El primer vehículo en salir del estacionamiento del centro de piratería informática fue el costoso Rolls-Royce que pertenecía a Christian. Poco después, varias camionetas comenzaron a entrar y salir. Los operadores del sistema finalmente dieron un suspiro de alivio.
I.T. se tomó la orden más en serio que nunca, sabiendo que era la primera vez que Christian activaba al equipo del inframundo para un asunto ajeno a su ámbito habitual. Se había quedado a su lado mientras veían las imágenes del accidente. Vio las venas hinchadas bajo la piel de Christian por la intensidad con la que apretaba la mandíbula y los puños.
Christian ordenó inmediatamente al equipo que rastreara la ubicación actual del culpable. Una vez localizada, se volvió hacia I.T. y le ordenó que enviara al equipo del inframundo a recuperarlos.

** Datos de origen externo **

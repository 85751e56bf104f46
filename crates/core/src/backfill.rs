//! Budgeted channel-history backfill.
//!
//! A pass fetches at most `PageBudget` pages of history, newest first, and
//! writes the indexable messages of every page as one batch. When the budget
//! runs out before the history does, the report says so and carries the
//! cursor a later pass resumes from. Re-running a pass is safe because index
//! writes are upserts keyed by channel and ts.

use std::sync::Arc;

use tracing::{info, warn};

use crate::chat::ChatApi;
use crate::classifier::BotIdentity;
use crate::domain::team::TeamCredential;
use crate::errors::ApplicationError;
use crate::indexer::MessageIndexer;

pub const DEFAULT_PAGE_BUDGET: u32 = 5;

#[derive(Clone, Copy, Debug, PartialEq, Eq)]
pub struct PageBudget(u32);

impl PageBudget {
    pub fn new(pages: u32) -> Self {
        Self(pages.max(1))
    }

    pub fn pages(self) -> u32 {
        self.0
    }
}

impl Default for PageBudget {
    fn default() -> Self {
        Self(DEFAULT_PAGE_BUDGET)
    }
}

/// Where the next pass picks up: history strictly older than `oldest_ts`.
#[derive(Clone, Debug, PartialEq, Eq)]
pub struct BackfillCursor {
    pub channel: String,
    pub oldest_ts: String,
}

#[derive(Clone, Debug, Default, PartialEq, Eq)]
pub struct BackfillReport {
    pub channel: String,
    pub passes: u32,
    pub pages_fetched: u32,
    pub indexed: usize,
    pub skipped: usize,
    pub truncated: bool,
    pub resume_from: Option<BackfillCursor>,
}

pub struct BackfillEngine {
    chat: Arc<dyn ChatApi>,
    indexer: Arc<MessageIndexer>,
    budget: PageBudget,
}

impl BackfillEngine {
    pub fn new(chat: Arc<dyn ChatApi>, indexer: Arc<MessageIndexer>, budget: PageBudget) -> Self {
        Self { chat, indexer, budget }
    }

    pub fn budget(&self) -> PageBudget {
        self.budget
    }

    /// Single pass from the newest message, the join-trigger behavior.
    pub async fn backfill(
        &self,
        credential: &TeamCredential,
        channel: &str,
    ) -> Result<BackfillReport, ApplicationError> {
        self.run_pass(credential, channel, None).await
    }

    pub async fn resume(
        &self,
        credential: &TeamCredential,
        cursor: &BackfillCursor,
    ) -> Result<BackfillReport, ApplicationError> {
        self.run_pass(credential, &cursor.channel, Some(&cursor.oldest_ts)).await
    }

    /// Chains up to `max_passes` passes, each resuming where the previous one
    /// stopped. The returned report sums all passes.
    pub async fn run_passes(
        &self,
        credential: &TeamCredential,
        channel: &str,
        max_passes: u32,
    ) -> Result<BackfillReport, ApplicationError> {
        let mut total = self.backfill(credential, channel).await?;

        while total.passes < max_passes {
            let Some(cursor) = total.resume_from.clone() else {
                break;
            };
            let next = self.resume(credential, &cursor).await?;
            total.passes += next.passes;
            total.pages_fetched += next.pages_fetched;
            total.indexed += next.indexed;
            total.skipped += next.skipped;
            total.truncated = next.truncated;
            total.resume_from = next.resume_from;
        }

        Ok(total)
    }

    async fn run_pass(
        &self,
        credential: &TeamCredential,
        channel: &str,
        resume_before: Option<&str>,
    ) -> Result<BackfillReport, ApplicationError> {
        let token = credential.user_token()?;
        let bot = BotIdentity::new(credential.bot_user_id.as_str()).map_err(|error| {
            ApplicationError::Configuration(format!("invalid bot user id: {error}"))
        })?;

        let mut report =
            BackfillReport { channel: channel.to_owned(), passes: 1, ..BackfillReport::default() };
        let mut latest = resume_before.map(str::to_owned);
        let mut has_more = true;

        while has_more && report.pages_fetched < self.budget.pages() {
            let page = self.chat.channel_history(token, channel, latest.as_deref()).await?;
            report.pages_fetched += 1;
            has_more = page.has_more;

            match page.oldest_ts() {
                Some(oldest) => latest = Some(oldest.to_owned()),
                // Without a timestamp to page from, asking again would return the same page.
                None => has_more = false,
            }

            let (keep, dropped): (Vec<_>, Vec<_>) =
                page.messages.into_iter().partition(|message| bot.is_indexable(message));
            report.skipped += dropped.len();
            let batch = self.indexer.index_batch(&credential.team_id, channel, keep).await?;
            report.indexed += batch.indexed;
            report.skipped += batch.unkeyed;
        }

        if has_more {
            report.truncated = true;
            report.resume_from = latest
                .map(|oldest_ts| BackfillCursor { channel: channel.to_owned(), oldest_ts });
            warn!(
                event_name = "backfill.pass.truncated",
                team_id = %credential.team_id,
                channel_id = channel,
                page_budget = self.budget.pages(),
                indexed = report.indexed,
                resume_from = report
                    .resume_from
                    .as_ref()
                    .map(|cursor| cursor.oldest_ts.as_str())
                    .unwrap_or("unknown"),
                "page budget exhausted before channel history; older messages were not indexed"
            );
        } else {
            info!(
                event_name = "backfill.pass.completed",
                team_id = %credential.team_id,
                channel_id = channel,
                pages_fetched = report.pages_fetched,
                indexed = report.indexed,
                skipped = report.skipped,
                "channel history backfill completed"
            );
        }

        Ok(report)
    }
}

I.T. siempre había sabido que el Supremo del inframundo era un misterio. Nadie sabía nada de él más allá de lo que él permitía ver. Cualesquiera que fueran los secretos que se escondían detrás de su expresión tranquila, una cosa era segura: el hombre que le había transmitido ese poder lo había elegido por una razón.
Era mucho más peligroso de lo que nadie podía imaginar. I.T. sabía que era joven, probablemente más joven de lo que la gente sospechaba, pero era un fuego silencioso: más ardiente, más feroz, más audaz. Un hombre cuya sonrisa podía hacerte temblar, cuyo silencio podía hacerte perder el control. Sus castigos eran tan brutales que la muerte parecía una bendición.